Laut gut informierten Kennern der Materie sollen statt des Vollhöfner Waldes nun zwei andere Flächen für das Logistikgewerbe auserkoren worden sein – ein Areal nördlich der Altenwerder Kirche und ein ehemaliges Spülfeld zwischen der Holborn Raffinerie und dem Kohlekraftwerk Moorburg.

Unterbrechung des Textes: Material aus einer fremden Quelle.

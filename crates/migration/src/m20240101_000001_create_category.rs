//! Create `category` table.
//!
//! Root of the catalog; products reference it.
use sea_orm_migration::{prelude::*, schema::*};

#[derive(DeriveMigrationName)]
pub struct Migration;

#[async_trait::async_trait]
impl MigrationTrait for Migration {
    async fn up(&self, manager: &SchemaManager) -> Result<(), DbErr> {
        manager
            .create_table(
                Table::create()
                    .table(Category::Table)
                    .if_not_exists()
                    .col(pk_auto(Category::Id))
                    .col(integer(Category::Version))
                    .col(string_len(Category::Name, 64))
                    .col(string_len_null(Category::Description, 1024))
                    .to_owned(),
            )
            .await
    }

    async fn down(&self, manager: &SchemaManager) -> Result<(), DbErr> {
        manager.drop_table(Table::drop().table(Category::Table).to_owned()).await
    }
}

#[derive(DeriveIden)]
enum Category { Table, Id, Version, Name, Description }
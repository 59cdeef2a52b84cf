use thiserror::Error;

/// Failures that are not part of a resource's normal outcomes.
///
/// Missing records and version conflicts are reported through
/// [`crate::resource::Lookup`], [`crate::resource::UpdateOutcome`] and
/// [`crate::resource::DeleteOutcome`] instead.
#[derive(Debug, Error)]
pub enum ServiceError {
    #[error("validation error: {0}")]
    Validation(String),
    #[error("database error: {0}")]
    Db(String),
}

impl ServiceError {
    pub fn validation(msg: impl Into<String>) -> Self { Self::Validation(msg.into()) }
}

impl From<sea_orm::DbErr> for ServiceError {
    fn from(e: sea_orm::DbErr) -> Self { Self::Db(e.to_string()) }
}
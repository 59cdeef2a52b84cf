//! Migrator registering entity-specific migrations in dependency order.
//! Indexes are applied last.
pub use sea_orm_migration::prelude::*;

mod m20240101_000001_create_category;
mod m20240101_000002_create_product;
mod m20240101_000003_create_item;
mod m20240101_000004_add_indexes;

pub struct Migrator;

#[async_trait::async_trait]
impl MigratorTrait for Migrator {
    fn migrations() -> Vec<Box<dyn MigrationTrait>> {
        vec![
            Box::new(m20240101_000001_create_category::Migration),
            Box::new(m20240101_000002_create_product::Migration),
            Box::new(m20240101_000003_create_item::Migration),
            // Indexes should always be applied last
            Box::new(m20240101_000004_add_indexes::Migration),
        ]
    }
}
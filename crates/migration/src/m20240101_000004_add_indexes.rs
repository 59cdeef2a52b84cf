use sea_orm_migration::prelude::*;

#[derive(DeriveMigrationName)]
pub struct Migration;

#[async_trait::async_trait]
impl MigrationTrait for Migration {
    async fn up(&self, manager: &SchemaManager) -> Result<(), DbErr> {
        // Product: index on category_id for the eager category join
        manager
            .create_index(
                Index::create()
                    .name("idx_product_category")
                    .table(Product::Table)
                    .col(Product::CategoryId)
                    .to_owned(),
            )
            .await?;

        // Item: index on product_id
        manager
            .create_index(
                Index::create()
                    .name("idx_item_product")
                    .table(Item::Table)
                    .col(Item::ProductId)
                    .to_owned(),
            )
            .await
    }

    async fn down(&self, manager: &SchemaManager) -> Result<(), DbErr> {
        manager
            .drop_index(Index::drop().name("idx_product_category").table(Product::Table).to_owned())
            .await?;
        manager
            .drop_index(Index::drop().name("idx_item_product").table(Item::Table).to_owned())
            .await
    }
}

#[derive(DeriveIden)]
enum Product { Table, CategoryId }

#[derive(DeriveIden)]
enum Item { Table, ProductId }
use serde::Serialize;

/// Liveness payload served by `/health`.
#[derive(Serialize, Debug, Clone, Copy)]
pub struct Health {
    pub status: &'static str,
}

impl Health {
    pub fn ok() -> Self { Self { status: "ok" } }
}
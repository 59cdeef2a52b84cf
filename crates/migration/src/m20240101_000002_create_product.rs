//! Create `product` table.
//! A product optionally belongs to one category.
use sea_orm_migration::{prelude::*, schema::*};

#[derive(DeriveMigrationName)]
pub struct Migration;

#[async_trait::async_trait]
impl MigrationTrait for Migration {
    async fn up(&self, manager: &SchemaManager) -> Result<(), DbErr> {
        manager
            .create_table(
                Table::create()
                    .table(Product::Table)
                    .if_not_exists()
                    .col(pk_auto(Product::Id))
                    .col(integer(Product::Version))
                    .col(string_len(Product::Name, 64))
                    .col(string_len_null(Product::Description, 1024))
                    .col(integer_null(Product::CategoryId))
                    .foreign_key(
                        ForeignKey::create()
                            .name("fk_product_category")
                            .from(Product::Table, Product::CategoryId)
                            .to(Category::Table, Category::Id)
                            .on_delete(ForeignKeyAction::Restrict)
                            .on_update(ForeignKeyAction::Cascade),
                    )
                    .to_owned(),
            )
            .await
    }

    async fn down(&self, manager: &SchemaManager) -> Result<(), DbErr> {
        manager.drop_table(Table::drop().table(Product::Table).to_owned()).await
    }
}

#[derive(DeriveIden)]
enum Product { Table, Id, Version, Name, Description, CategoryId }

#[derive(DeriveIden)]
enum Category { Table, Id }
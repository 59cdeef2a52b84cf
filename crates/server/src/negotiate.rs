//! JSON/XML content negotiation.
//!
//! Request bodies are decoded by `Content-Type` (missing means JSON), responses
//! encoded by `Accept`. XML documents are rooted at the resource's singular
//! name; lists at the collection name with one child element per entity.

use axum::async_trait;
use axum::extract::FromRequestParts;
use axum::http::{header, request::Parts, HeaderMap, StatusCode};
use axum::response::{IntoResponse, Response};
use serde::de::DeserializeOwned;
use serde::ser::{Serialize, SerializeStruct, Serializer};

use crate::errors::JsonApiError;

pub const JSON: &str = "application/json";
pub const XML: &str = "application/xml";

#[derive(Clone, Copy, Debug, PartialEq, Eq)]
pub enum Format {
    Json,
    Xml,
}

impl Format {
    pub fn mime(self) -> &'static str {
        match self {
            Format::Json => JSON,
            Format::Xml => XML,
        }
    }

    /// Format of a request body. `None` for media types we cannot decode.
    pub fn from_content_type(value: Option<&str>) -> Option<Format> {
        let Some(value) = value else { return Some(Format::Json) };
        let essence = value.split(';').next().unwrap_or_default().trim().to_ascii_lowercase();
        match essence.as_str() {
            "application/json" => Some(Format::Json),
            "application/xml" | "text/xml" => Some(Format::Xml),
            _ => None,
        }
    }

    /// Response format for an `Accept` header. JSON when absent or tied; `None`
    /// when the header admits neither format.
    pub fn negotiate(accept: Option<&str>) -> Option<Format> {
        let Some(accept) = accept.map(str::trim).filter(|a| !a.is_empty()) else {
            return Some(Format::Json);
        };
        let ranges: Vec<MediaRange<'_>> = accept.split(',').filter_map(MediaRange::parse).collect();
        let json = quality(&ranges, "application", "json");
        let xml = quality(&ranges, "application", "xml").max(quality(&ranges, "text", "xml"));
        if json <= 0.0 && xml <= 0.0 {
            None
        } else if xml > json {
            Some(Format::Xml)
        } else {
            Some(Format::Json)
        }
    }

    pub fn decode<T: DeserializeOwned>(self, body: &[u8]) -> Result<T, String> {
        match self {
            Format::Json => serde_json::from_slice(body).map_err(|e| e.to_string()),
            Format::Xml => {
                let text = std::str::from_utf8(body).map_err(|e| e.to_string())?;
                quick_xml::de::from_str(text).map_err(|e| e.to_string())
            }
        }
    }

    pub fn encode<T: Serialize>(self, root: &str, value: &T) -> Result<String, String> {
        match self {
            Format::Json => serde_json::to_string(value).map_err(|e| e.to_string()),
            Format::Xml => quick_xml::se::to_string_with_root(root, value).map_err(|e| e.to_string()),
        }
    }

    pub fn from_headers(headers: &HeaderMap) -> Option<Format> {
        Format::negotiate(headers.get(header::ACCEPT).and_then(|v| v.to_str().ok()))
    }
}

struct MediaRange<'a> {
    kind: &'a str,
    subtype: &'a str,
    q: f32,
}

impl<'a> MediaRange<'a> {
    fn parse(raw: &'a str) -> Option<Self> {
        let mut parts = raw.split(';');
        let (kind, subtype) = parts.next()?.trim().split_once('/')?;
        let mut q = 1.0;
        for param in parts {
            if let Some((k, v)) = param.split_once('=') {
                if k.trim().eq_ignore_ascii_case("q") {
                    q = v.trim().parse::<f32>().ok()?.clamp(0.0, 1.0);
                }
            }
        }
        Some(Self { kind: kind.trim(), subtype: subtype.trim(), q })
    }

    fn specificity(&self, kind: &str, subtype: &str) -> Option<u8> {
        match (self.kind, self.subtype) {
            ("*", "*") => Some(0),
            (k, "*") if k.eq_ignore_ascii_case(kind) => Some(1),
            (k, s) if k.eq_ignore_ascii_case(kind) && s.eq_ignore_ascii_case(subtype) => Some(2),
            _ => None,
        }
    }
}

/// q-value of the most specific range matching `kind/subtype`, 0 when none does.
fn quality(ranges: &[MediaRange<'_>], kind: &str, subtype: &str) -> f32 {
    ranges
        .iter()
        .filter_map(|r| r.specificity(kind, subtype).map(|s| (s, r.q)))
        .max_by(|a, b| a.0.cmp(&b.0).then(a.1.total_cmp(&b.1)))
        .map(|(_, q)| q)
        .unwrap_or(0.0)
}

/// Response format negotiated from `Accept`; rejects with 406.
#[async_trait]
impl<S> FromRequestParts<S> for Format
where
    S: Send + Sync,
{
    type Rejection = JsonApiError;

    async fn from_request_parts(parts: &mut Parts, _state: &S) -> Result<Self, Self::Rejection> {
        Format::from_headers(&parts.headers).ok_or_else(|| {
            JsonApiError::new(
                StatusCode::NOT_ACCEPTABLE,
                "Not Acceptable",
                Some(format!("supported media types: {JSON}, {XML}")),
            )
        })
    }
}

/// Sequence of entities serialised as `<collection><name/>…</collection>` in XML
/// and as a plain array in JSON.
pub struct Collection<'a, T> {
    pub element: &'static str,
    pub items: &'a [T],
}

impl<T: Serialize> Serialize for Collection<'_, T> {
    fn serialize<S: Serializer>(&self, serializer: S) -> Result<S::Ok, S::Error> {
        let mut s = serializer.serialize_struct("Collection", 1)?;
        s.serialize_field(self.element, self.items)?;
        s.end()
    }
}

/// Encode `value` in `format` under `root` and wrap it in a response.
pub fn render<T: Serialize>(format: Format, status: StatusCode, root: &str, value: &T) -> Response {
    match format.encode(root, value) {
        Ok(body) => (status, [(header::CONTENT_TYPE, format.mime())], body).into_response(),
        Err(e) => JsonApiError::internal(e).into_response(),
    }
}

pub fn render_list<T: Serialize>(format: Format, collection: &str, element: &'static str, items: &[T]) -> Response {
    match format {
        Format::Json => render(format, StatusCode::OK, collection, &items),
        Format::Xml => render(format, StatusCode::OK, collection, &Collection { element, items }),
    }
}
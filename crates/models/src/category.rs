use sea_orm::{entity::prelude::*, ActiveValue::NotSet, IntoActiveModel, Set};
use serde::{Deserialize, Serialize};
use utoipa::ToSchema;

use crate::{product, Record, Submission};

#[derive(Clone, Debug, PartialEq, DeriveEntityModel, Serialize, Deserialize, ToSchema)]
#[schema(as = Category)]
#[sea_orm(table_name = "category")]
pub struct Model {
    #[sea_orm(primary_key)]
    pub id: i32,
    pub version: i32,
    pub name: String,
    #[serde(default, skip_serializing_if = "Option::is_none")]
    pub description: Option<String>,
}

#[derive(Copy, Clone, Debug, EnumIter)]
pub enum Relation { Product }

impl RelationTrait for Relation {
    fn def(&self) -> RelationDef {
        match self {
            Relation::Product => Entity::has_many(product::Entity).into(),
        }
    }
}

impl Related<product::Entity> for Entity {
    fn to() -> RelationDef { Relation::Product.def() }
}

impl ActiveModelBehavior for ActiveModel {}

impl Record for Model {
    fn id(&self) -> i32 { self.id }
    fn version(&self) -> i32 { self.version }
}

/// Category as submitted on create/update.
#[derive(Clone, Debug, Default, PartialEq, Serialize, Deserialize, ToSchema)]
#[schema(as = CategoryPayload)]
pub struct Payload {
    #[serde(default, skip_serializing_if = "Option::is_none")]
    pub id: Option<i32>,
    #[serde(default, skip_serializing_if = "Option::is_none")]
    pub version: Option<i32>,
    pub name: String,
    #[serde(default, skip_serializing_if = "Option::is_none")]
    pub description: Option<String>,
}

impl Submission for Payload {
    fn id(&self) -> Option<i32> { self.id }
    fn version(&self) -> Option<i32> { self.version }
}

/// Data columns only; `id` and `version` are owned by the store.
impl IntoActiveModel<ActiveModel> for Payload {
    fn into_active_model(self) -> ActiveModel {
        ActiveModel {
            id: NotSet,
            version: NotSet,
            name: Set(self.name),
            description: Set(self.description),
        }
    }
}
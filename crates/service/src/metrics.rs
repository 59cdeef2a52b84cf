use once_cell::sync::Lazy;
use prometheus::{register_int_counter_vec, Encoder, IntCounterVec, TextEncoder};

// Prometheus metrics (default registry)
pub static OPERATIONS_TOTAL: Lazy<IntCounterVec> = Lazy::new(|| {
    register_int_counter_vec!(
        "catalog_operations_total",
        "CRUD operations by resource, operation and outcome",
        &["resource", "operation", "outcome"]
    )
    .expect("register operations_total")
});

pub fn record(resource: &str, operation: &str, outcome: &str) {
    OPERATIONS_TOTAL.with_label_values(&[resource, operation, outcome]).inc();
}

/// Current count for one label set; used by tests and diagnostics.
pub fn count(resource: &str, operation: &str, outcome: &str) -> u64 {
    OPERATIONS_TOTAL.with_label_values(&[resource, operation, outcome]).get()
}

/// Render the default registry in Prometheus text format.
pub fn encode_metrics() -> Result<String, String> {
    let encoder = TextEncoder::new();
    let metric_families = prometheus::gather();
    let mut buffer = Vec::new();
    encoder.encode(&metric_families, &mut buffer).map_err(|e| format!("metrics encode error: {e}"))?;
    String::from_utf8(buffer).map_err(|e| format!("metrics encode error: {e}"))
}

#[cfg(test)]
mod tests {
    use super::*;

    #[test]
    fn record_increments_labelled_counter() {
        let before = count("metrics_test", "find", "found");
        record("metrics_test", "find", "found");
        assert_eq!(count("metrics_test", "find", "found"), before + 1);
    }

    #[test]
    fn encoded_text_contains_counter() {
        record("metrics_test", "list", "listed");
        let text = encode_metrics().unwrap();
        assert!(text.contains("catalog_operations_total"));
    }
}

Aber zurück zur grünen Bürgerschaftsabgeordneten Schittek. Dass die Grünen bei den Koalitionsverhandlungen grünes Licht für den Bau der A26-Ost gegeben haben, trifft bei ihr auf Unverständnis. Dass eine weitere Autobahn gebaut werden soll, obwohl man eigentlich für eine drastische Wende in der Verkehrspolitik eintrete, sei laut Schittek „eine falsche Entscheidung“. Mit dem Bau eines Tunnels, der die betagte Köhlbrandbrücke ablösen soll, gebe es neben anderen Trassen doch schon genügend Wege, um den Verkehr nach Hamburg zu leiten. Sie könne mit dem Ja zur A26-Ost nicht leben, so Schittek. Diese setzt sich für den Weiterbestand der Köhlbrandbrücke ein – statt Autos solle sie für Radfahrer benutzbar bleiben, schlägt Schittek vor. Ganz bitter stößt der grünen Politikerin auch das Ergebnis der Koalitionsverhandlungen auf, wonach Moorburg nicht aus dem Hafenerweiterungsgebiet herausgenommen wird. Dass sei gegenüber der dortigen Bevölkerung nicht in Ordnung. Sie würde zum Bittsteller degradiert, kritisiert Schittek, die sich in diesen Punkten enttäuscht von den grünen Verhandlungsführern zeigt, unverblümt.